Work item: Show every line of the data where the word "GridDims" can be found.
+++ Given records +++
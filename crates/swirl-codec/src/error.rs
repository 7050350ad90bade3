//! Codec errors.

use thiserror::Error;

/// Compression failed; no frame was produced.
#[derive(Clone, Debug, PartialEq, Eq, Error)]
pub enum CodecError {
    /// The codec cannot represent an image of this size, or the sample
    /// count disagrees with it.
    #[error("{codec} cannot encode {width}x{height} from {samples} samples")]
    Dimensions {
        /// Codec name.
        codec: &'static str,
        /// Image width.
        width: u32,
        /// Image height.
        height: u32,
        /// RGB samples supplied.
        samples: usize,
    },
    /// The codec library reported an error.
    #[error("{codec} compression failed: {reason}")]
    Compression {
        /// Codec name.
        codec: &'static str,
        /// Library diagnostic.
        reason: String,
    },
    /// The codec reported success but wrote nothing.
    #[error("{codec} produced an empty frame")]
    EmptyOutput {
        /// Codec name.
        codec: &'static str,
    },
}
//! Per-cell update rules.
//!
//! An [`UpdateRule`] is a pure gather: the next value of a cell is a
//! function of the current field, the forcing grid and the constants,
//! evaluated on a torus (coordinates wrap at every edge). Rules are
//! evaluated on the device, one logical work item per cell, and must not
//! depend on evaluation order.

use std::fmt;

use swirl_core::{Cell, GridDims, SimulationConstants};

use crate::error::StoreError;

/// A deterministic per-cell update rule.
pub trait UpdateRule: Send + Sync + fmt::Debug + 'static {
    /// Rule name used in diagnostics.
    fn name(&self) -> &'static str;

    /// Write this rule's tick-invariant parameters into `constants`.
    ///
    /// Called on the host copy before it is mirrored to the device.
    fn configure(&self, constants: &mut SimulationConstants) -> Result<(), StoreError>;

    /// Next value of cell `(x, y)`.
    ///
    /// `constants` is the device copy; parameters must be read from it,
    /// not from `self`. `field` and `forcing` are row-major and hold
    /// `constants.width * constants.height` cells.
    fn advance_cell(
        &self,
        constants: &SimulationConstants,
        field: &[Cell],
        forcing: &[Cell],
        x: u32,
        y: u32,
    ) -> Cell;
}

// ── MomentumTransfer ───────────────────────────────────────────────

/// Momentum transfer between neighbouring cells.
///
/// Every cell pushes its magnitude outward to the cells within
/// `radius - 1` in each axis, weighted by a radial falloff and by how well
/// the offset aligns with the cell's direction. A receiving cell sums the
/// transferred momentum and points along the resultant, so a coherent flow
/// keeps travelling while spreading out. `scaling_factor` normalises the
/// kernel so an isolated unit vector transfers exactly unit magnitude.
#[derive(Clone, Copy, Debug, PartialEq)]
pub struct MomentumTransfer {
    radius: u32,
    dispersion: f32,
}

impl MomentumTransfer {
    /// Default neighbourhood radius.
    pub const DEFAULT_RADIUS: u32 = 9;
    /// Default angular dispersion.
    pub const DEFAULT_DISPERSION: f32 = -0.25;

    /// Rule with the given radius (at least 2) and dispersion in
    /// `[-0.25, 0.25]`.
    pub fn new(radius: u32, dispersion: f32) -> Result<Self, StoreError> {
        if radius < 2 {
            return Err(StoreError::InvalidParams {
                reason: format!("radius must be at least 2, got {radius}"),
            });
        }
        // Outside this range the spread polynomial leaves [0, 1].
        if !(-0.25..=0.25).contains(&dispersion) {
            return Err(StoreError::InvalidParams {
                reason: format!("dispersion must be in [-0.25, 0.25], got {dispersion}"),
            });
        }
        Ok(Self { radius, dispersion })
    }

    /// Neighbourhood radius.
    pub fn radius(&self) -> u32 {
        self.radius
    }

    /// Angular dispersion.
    pub fn dispersion(&self) -> f32 {
        self.dispersion
    }
}

impl Default for MomentumTransfer {
    fn default() -> Self {
        Self {
            radius: Self::DEFAULT_RADIUS,
            dispersion: Self::DEFAULT_DISPERSION,
        }
    }
}

fn falloff(x: f32) -> f32 {
    (x - x * x).max(0.0)
}

fn spread(cos: f32, dispersion: f32) -> f32 {
    -dispersion * cos * cos + 0.5 * cos + dispersion + 0.5
}

/// Kernel normalisation for [`MomentumTransfer`]: the reciprocal of the
/// total weight a unit vector along +x distributes over its neighbourhood.
pub fn scaling_factor(radius: u32, dispersion: f32) -> f32 {
    let reach = radius as i64 - 1;
    let r = radius as f32;
    let mut total = 0.0f64;
    for dy in -reach..=reach {
        for dx in -reach..=reach {
            if dx == 0 && dy == 0 {
                continue;
            }
            let d = ((dx * dx + dy * dy) as f32).sqrt();
            total += (falloff(d / r) * spread(dx as f32 / d, dispersion)) as f64;
        }
    }
    if total > 0.0 {
        (1.0 / total) as f32
    } else {
        0.0
    }
}

impl UpdateRule for MomentumTransfer {
    fn name(&self) -> &'static str {
        "momentum_transfer"
    }

    fn configure(&self, constants: &mut SimulationConstants) -> Result<(), StoreError> {
        constants.radius = self.radius;
        constants.dispersion = self.dispersion;
        constants.scaling_factor = scaling_factor(self.radius, self.dispersion);
        Ok(())
    }

    fn advance_cell(
        &self,
        c: &SimulationConstants,
        field: &[Cell],
        forcing: &[Cell],
        x: u32,
        y: u32,
    ) -> Cell {
        let Ok(dims) = GridDims::new(c.width, c.height) else {
            return Cell::ZERO;
        };
        let reach = c.radius as i64 - 1;
        let r = c.radius as f32;
        let mut resultant = Cell::ZERO;
        let mut mass = 0.0f32;

        for oy in -reach..=reach {
            for ox in -reach..=reach {
                if ox == 0 && oy == 0 {
                    continue;
                }
                // Source j sits at (x, y) - offset; the offset points from j to us.
                let j = dims.wrapped_index(x as i64 - ox, y as i64 - oy);
                let source = field[j];
                let speed = source.magnitude();
                if speed <= 0.0 {
                    continue;
                }
                let d = ((ox * ox + oy * oy) as f32).sqrt();
                let unit = Cell::new(ox as f32 / d, oy as f32 / d);
                let cos = (unit.x * source.x + unit.y * source.y) / speed;
                let m = falloff(d / r) * spread(cos, c.dispersion) * speed * c.scaling_factor;
                resultant = resultant + unit * m;
                mass += m;
            }
        }

        let push = forcing
            .get(dims.wrapped_index(x as i64, y as i64))
            .copied()
            .unwrap_or(Cell::ZERO);
        (resultant.normalized_or_zero() + push).normalized_or_zero() * mass
    }
}

// ── Diffusion ──────────────────────────────────────────────────────

/// Explicit four-neighbour diffusion of the vector field.
#[derive(Clone, Copy, Debug, PartialEq)]
pub struct Diffusion {
    rate: f32,
}

impl Diffusion {
    /// Rule with exchange rate in `(0, 0.25]`, the stable range of the
    /// explicit scheme.
    pub fn new(rate: f32) -> Result<Self, StoreError> {
        if !(rate > 0.0 && rate <= 0.25) {
            return Err(StoreError::InvalidParams {
                reason: format!("diffusion rate must be in (0, 0.25], got {rate}"),
            });
        }
        Ok(Self { rate })
    }

    /// Exchange rate.
    pub fn rate(&self) -> f32 {
        self.rate
    }
}

impl UpdateRule for Diffusion {
    fn name(&self) -> &'static str {
        "diffusion"
    }

    fn configure(&self, constants: &mut SimulationConstants) -> Result<(), StoreError> {
        constants.diffusion_rate = self.rate;
        Ok(())
    }

    fn advance_cell(
        &self,
        c: &SimulationConstants,
        field: &[Cell],
        forcing: &[Cell],
        x: u32,
        y: u32,
    ) -> Cell {
        let Ok(dims) = GridDims::new(c.width, c.height) else {
            return Cell::ZERO;
        };
        let (x, y) = (x as i64, y as i64);
        let here = dims.wrapped_index(x, y);
        let centre = field[here];
        let sum = field[dims.wrapped_index(x - 1, y)]
            + field[dims.wrapped_index(x + 1, y)]
            + field[dims.wrapped_index(x, y - 1)]
            + field[dims.wrapped_index(x, y + 1)];
        let laplacian = sum + centre * -4.0;
        let push = forcing.get(here).copied().unwrap_or(Cell::ZERO);
        centre + laplacian * c.diffusion_rate + push
    }
}

#[cfg(test)]
mod tests {
    use super::*;
    use proptest::prelude::*;

    fn constants(w: u32, h: u32, rule: &dyn UpdateRule) -> SimulationConstants {
        let mut c = SimulationConstants::new(GridDims::new(w, h).unwrap());
        rule.configure(&mut c).unwrap();
        c
    }

    fn advance(rule: &dyn UpdateRule, c: &SimulationConstants, field: &[Cell]) -> Vec<Cell> {
        let forcing = vec![Cell::ZERO; field.len()];
        (0..c.height)
            .flat_map(|y| (0..c.width).map(move |x| (x, y)))
            .map(|(x, y)| rule.advance_cell(c, field, &forcing, x, y))
            .collect()
    }

    #[test]
    fn parameter_ranges_are_enforced() {
        assert!(MomentumTransfer::new(1, 0.0).is_err());
        assert!(MomentumTransfer::new(2, -0.3).is_err());
        assert!(MomentumTransfer::new(2, f32::NAN).is_err());
        assert!(MomentumTransfer::new(4, 0.25).is_ok());
        assert!(Diffusion::new(0.0).is_err());
        assert!(Diffusion::new(0.3).is_err());
        assert!(Diffusion::new(0.25).is_ok());
    }

    #[test]
    fn spread_spans_zero_to_one() {
        for d in [-0.25f32, 0.0, 0.25] {
            assert!(spread(-1.0, d).abs() < 1e-6);
            assert!((spread(1.0, d) - 1.0).abs() < 1e-6);
        }
    }

    #[test]
    fn scaling_factor_is_positive() {
        let k = scaling_factor(9, -0.25);
        assert!(k.is_finite() && k > 0.0);
    }

    #[test]
    fn zero_field_stays_zero() {
        let rule = MomentumTransfer::default();
        let c = constants(16, 12, &rule);
        let next = advance(&rule, &c, &vec![Cell::ZERO; 16 * 12]);
        assert!(next.iter().all(|v| *v == Cell::ZERO));
    }

    #[test]
    fn unit_vector_magnitude_is_conserved() {
        let rule = MomentumTransfer::new(4, -0.25).unwrap();
        let c = constants(32, 32, &rule);
        let mut field = vec![Cell::ZERO; 32 * 32];
        field[16 * 32 + 16] = Cell::new(1.0, 0.0);
        let next = advance(&rule, &c, &field);
        let total: f32 = next.iter().map(|v| v.magnitude()).sum();
        assert!((total - 1.0).abs() < 1e-3, "total magnitude {total}");
        assert_eq!(next[16 * 32 + 16], Cell::ZERO);
    }

    #[test]
    fn momentum_moves_downstream() {
        let rule = MomentumTransfer::new(3, -0.25).unwrap();
        let c = constants(16, 16, &rule);
        let mut field = vec![Cell::ZERO; 16 * 16];
        field[8 * 16 + 8] = Cell::new(1.0, 0.0);
        let next = advance(&rule, &c, &field);
        let ahead = next[8 * 16 + 9].magnitude();
        let behind = next[8 * 16 + 7].magnitude();
        assert!(ahead > 0.0);
        // spread(-1) is zero with dispersion -0.25.
        assert_eq!(behind, 0.0);
        assert!(next[8 * 16 + 9].x > 0.0);
    }

    #[test]
    fn diffusion_preserves_total_vector() {
        let rule = Diffusion::new(0.2).unwrap();
        let c = constants(8, 8, &rule);
        let mut field = vec![Cell::ZERO; 64];
        field[27] = Cell::new(2.0, -1.0);
        let next = advance(&rule, &c, &field);
        let sum = next.iter().fold(Cell::ZERO, |acc, v| acc + *v);
        assert!((sum.x - 2.0).abs() < 1e-5);
        assert!((sum.y + 1.0).abs() < 1e-5);
        assert!((next[27].x - 2.0 * 0.2).abs() < 1e-5);
    }

    #[test]
    fn forcing_is_added_by_diffusion() {
        let rule = Diffusion::new(0.1).unwrap();
        let c = constants(4, 4, &rule);
        let field = vec![Cell::ZERO; 16];
        let mut forcing = vec![Cell::ZERO; 16];
        forcing[5] = Cell::new(0.5, 0.5);
        let v = rule.advance_cell(&c, &field, &forcing, 1, 1);
        assert_eq!(v, Cell::new(0.5, 0.5));
    }

    fn field_strategy(len: usize) -> impl Strategy<Value = Vec<Cell>> {
        proptest::collection::vec((-10.0f32..10.0, -10.0f32..10.0), len)
            .prop_map(|v| v.into_iter().map(|(x, y)| Cell::new(x, y)).collect())
    }

    proptest! {
        #![proptest_config(ProptestConfig::with_cases(32))]

        #[test]
        fn momentum_output_is_finite(field in field_strategy(64), radius in 2u32..6) {
            let rule = MomentumTransfer::new(radius, -0.25).unwrap();
            let c = constants(8, 8, &rule);
            prop_assert!(advance(&rule, &c, &field).iter().all(|v| v.is_finite()));
        }

        #[test]
        fn diffusion_conserves_the_sum(field in field_strategy(64), rate in 0.01f32..0.25) {
            let rule = Diffusion::new(rate).unwrap();
            let c = constants(8, 8, &rule);
            let before = field.iter().fold(Cell::ZERO, |acc, v| acc + *v);
            let after = advance(&rule, &c, &field).iter().fold(Cell::ZERO, |acc, v| acc + *v);
            prop_assert!((before.x - after.x).abs() < 1e-2);
            prop_assert!((before.y - after.y).abs() < 1e-2);
        }
    }
}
+++
Response to the exercise:
use swirl_core::{Cell, GridDims, SimulationConstants};
        let Ok(dims) = GridDims::new(c.width, c.height) else {
        let Ok(dims) = GridDims::new(c.width, c.height) else {
        let mut c = SimulationConstants::new(GridDims::new(w, h).unwrap());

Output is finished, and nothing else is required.